Venues that were heavily represented on the exposure list are also resuming operations. Bars, restaurants, pubs and cafes can have a maximum of 100 patrons at any one time, supposedly subject to a density limit of one person per four square metres. Hairdressers and beauticians are reopening, as are offices, with a capacity of 25 percent.

A previous restriction on movement based on a five-kilometre radius has been abolished, although masks will remain mandatory inside and out, and visits to other people’s homes remain banned. These measures have a cosmetic character. The extent of the reopening means that the Delta variant could rapidly spread throughout Melbourne.

The dangers are evident from the situation in Sydney, the NSW capital, where the COVID crisis is out of control. Today a record 177 COVID cases were revealed by the NSW government, up from the previous high yesterday of 172, and 68 of today’s cases were in the community for all or part of their infectious period. The status of another 62 was described as being under investigation. This means that as many as 130 people, of today’s infections alone, were possibly circulating in the city while contagious.

The NSW government is continuing to blame ordinary people for the spread of the crisis, with threadbare assertions of rule violations, especially in the working-class suburbs of western and southwestern Sydney. This is a slander aimed at covering up the government’s own responsibility.

For 10 days, after infections were first detected on June 16, it refused to put in place any measures other than extended mask mandates. Then, it implemented “stay-at-home” measures, which were widely dubbed a “mockdown,” because they allowed virtually all businesses, including non-essential retail to remain open.

This allowed the virus to circulate throughout the city after it was initially concentrated in the relatively affluent eastern suburbs. When COVID infections began being recorded in the southwest, including suburbs such as Fairfield, the government imposed more stringent measures on the population of three local government areas and deployed additional police.

On July 17, the government banned people from those areas travelling elsewhere for work, unless their position was deemed “critical.” However, a day later, after lobbying from the corporations and the trade unions, a host of exemptions were granted, rendering the measure largely meaningless.

After overseeing the spread of the virus to the western suburbs, which has gone from a few cases daily a fortnight ago to dozens each day, Berejiklian announced today that the more stringent localised restrictions would be extended to the Parramatta, Campbelltown and Georges River local government areas.

Aside from the issue of exemptions, it has been demonstrated, time and again throughout the pandemic, that such localised measures are wholly inadequate, especially under conditions of widespread transmission throughout the city.

The announcement was aimed at justifying the ongoing refusal of the government to institute stringent city-wide lockdown measures as demanded by epidemiologists. Instead, while putting in place tougher measures in the working-class suburbs, the government is lifting restrictions, including on big business. Today, it announced that construction would resume from Saturday outside the local government areas in western and southwestern Sydney.

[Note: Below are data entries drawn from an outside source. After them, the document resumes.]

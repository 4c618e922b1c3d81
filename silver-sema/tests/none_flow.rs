mod common;

use common::*;
use silver_sema::cfg::{self, BlockId, ControlFlowGraph, FlowOp, UseKind};
use silver_sema::{
    flow, BinaryOperator, Declaration, DiagnosticCode, DiagnosticLevel, NoneState, Statement,
};

fn main_with(parameters: Vec<silver_sema::Parameter>, body: Vec<Statement>) -> Vec<Declaration> {
    vec![
        person(),
        Declaration::Function(function("main", parameters, Vec::new(), body)),
    ]
}

fn new_person() -> silver_sema::Expression {
    call(var("Person"), vec![string("a"), int(1)])
}

#[test]
fn explicit_none_then_method_call_is_an_error() {
    let output = check(main_with(
        Vec::new(),
        vec![
            let_("person", Some(ty("Person")), Some(none())),
            stmt(method(var("person"), "work", Vec::new())),
        ],
    ));
    assert_eq!(codes(&output), vec![DiagnosticCode::NoneUseError]);
    assert!(output.diagnostics().entries()[0].is_error());
    assert!(messages(&output)[0].contains("'person' is None"));
    assert!(!output.is_eligible());
}

#[test]
fn constructed_value_can_be_used() {
    let output = check(main_with(
        Vec::new(),
        vec![
            let_("person", Some(ty("Person")), Some(new_person())),
            stmt(method(var("person"), "work", Vec::new())),
        ],
    ));
    assert!(output.diagnostics().is_empty(), "{:?}", messages(&output));
    assert!(output.is_eligible());
}

#[test]
fn reassignment_after_none_clears_the_state() {
    let output = check(main_with(
        Vec::new(),
        vec![
            let_("person", Some(ty("Person")), Some(none())),
            stmt(assign(var("person"), new_person())),
            stmt(method(var("person"), "work", Vec::new())),
        ],
    ));
    assert!(output.diagnostics().is_empty(), "{:?}", messages(&output));
}

#[test]
fn one_none_branch_makes_the_join_maybe_none() {
    let output = check(main_with(
        vec![param("flag", ty("bool"))],
        vec![
            let_(
                "person",
                Some(ty("Person")),
                Some(if_else(
                    var("flag"),
                    vec![stmt(new_person())],
                    Some(vec![stmt(none())]),
                )),
            ),
            stmt(field(var("person"), "name")),
        ],
    ));
    assert_eq!(codes(&output), vec![DiagnosticCode::NoneUseWarning]);
    assert_eq!(
        output.diagnostics().entries()[0].level,
        DiagnosticLevel::Warning
    );
    assert!(output.is_eligible());
    assert!(output.into_program().is_ok());
}

#[test]
fn warnings_block_when_promoted() {
    let declarations = main_with(
        vec![param("flag", ty("bool"))],
        vec![
            let_(
                "person",
                Some(ty("Person")),
                Some(if_else(
                    var("flag"),
                    vec![stmt(new_person())],
                    Some(vec![stmt(none())]),
                )),
            ),
            stmt(method(var("person"), "work", Vec::new())),
        ],
    );
    let options = silver_sema::CheckOptions {
        parallel: false,
        warnings_as_errors: true,
        ..Default::default()
    };
    let output = silver_sema::Session::new(options).check(&[unit(0, "", declarations)]);
    assert!(!output.is_eligible());
    assert!(output.into_program().is_err());
}

#[test]
fn none_guard_with_early_return_narrows_the_rest_of_the_body() {
    let output = check(main_with(
        Vec::new(),
        vec![
            let_("person", Some(ty("Person")), Some(none())),
            stmt(if_else(
                binary(BinaryOperator::Equal, var("person"), none()),
                vec![ret(None)],
                None,
            )),
            stmt(method(var("person"), "work", Vec::new())),
        ],
    ));
    assert!(output.diagnostics().is_empty(), "{:?}", messages(&output));
}

#[test]
fn none_literal_passed_as_argument_is_an_error() {
    let mut declarations = main_with(
        Vec::new(),
        vec![stmt(call(var("greet"), vec![none()]))],
    );
    declarations.push(Declaration::Function(function(
        "greet",
        vec![param("who", ty("Person"))],
        Vec::new(),
        Vec::new(),
    )));
    let output = check(declarations);
    assert_eq!(codes(&output), vec![DiagnosticCode::NoneUseError]);
    assert!(messages(&output)[0].contains("argument 1 of 'greet'"));
}

#[test]
fn declared_but_unassigned_binding_is_used_before_assignment() {
    let output = check(main_with(
        Vec::new(),
        vec![
            let_("person", Some(ty("Person")), None),
            stmt(method(var("person"), "work", Vec::new())),
        ],
    ));
    assert_eq!(codes(&output), vec![DiagnosticCode::UseBeforeAssignment]);
}

#[test]
fn reading_none_into_another_binding_is_allowed() {
    let output = check(main_with(
        Vec::new(),
        vec![
            let_("first", Some(ty("Person")), Some(none())),
            let_("second", Some(ty("Person")), Some(var("first"))),
        ],
    ));
    assert!(output.diagnostics().is_empty(), "{:?}", messages(&output));
}

fn guarded_body() -> silver_sema::Block {
    silver_sema::Block::new(vec![
        let_(
            "person",
            None,
            Some(if_else(
                boolean(true),
                vec![stmt(new_person())],
                Some(vec![stmt(none())]),
            )),
        ),
        stmt(if_else(
            binary(BinaryOperator::Equal, var("person"), none()),
            vec![ret(None)],
            None,
        )),
        stmt(field(var("person"), "name")),
    ])
}

fn block_using(graph: &ControlFlowGraph, kind: UseKind) -> BlockId {
    let index = graph
        .blocks
        .iter()
        .position(|block| {
            block
                .ops
                .iter()
                .any(|op| matches!(op, FlowOp::Use { kind: used, .. } if *used == kind))
        })
        .unwrap();
    BlockId(index)
}

#[test]
fn block_states_before_and_after_a_none_guard() {
    let graph = cfg::build(&[], &guarded_body());
    let analysis = flow::analyze(&graph);
    let person = graph.binding_named("person").unwrap();

    let guard = block_using(&graph, UseKind::Read);
    let before = analysis.state_at(&graph, guard, 0).unwrap();
    assert_eq!(before[person.0], NoneState::MaybeNone);

    let access = block_using(&graph, UseKind::FieldAccess);
    let after = analysis.state_at(&graph, access, 0).unwrap();
    assert_eq!(after[person.0], NoneState::DefinitelyNotNone);
    assert!(analysis.violations.is_empty());
}

#[test]
fn code_after_a_return_is_unreachable() {
    let graph = cfg::build(&[], &guarded_body());
    let analysis = flow::analyze(&graph);

    let orphan = (0..graph.blocks.len())
        .map(BlockId)
        .find(|&id| id != ControlFlowGraph::ENTRY && graph.predecessors(id).is_empty())
        .unwrap();
    assert!(!analysis.is_reachable(orphan));
    assert_eq!(analysis.state_at(&graph, orphan, 0), None);
    assert!(analysis.is_reachable(ControlFlowGraph::ENTRY));
    assert!(analysis.is_reachable(ControlFlowGraph::EXIT));
}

Year 12 students will return to face-to-face learning, placing them and teachers at risk. The recklessness of this measure is demonstrated by NSW Health data reported by the Australian Broadcasting Corporation this morning. It shows that of the 2,397 infections in the Sydney outbreak so far, 583, or almost a quarter, were among children and teenagers.

The government’s refusal to implement necessary safety measures is creating a healthcare crisis. Eleven people have died already, but the tragic fatalities are likely to rise. There are 165 people infected with COVID in Sydney hospitals, with 56, close to a third, in intensive care units. Twenty-two require ventilators to continue breathing.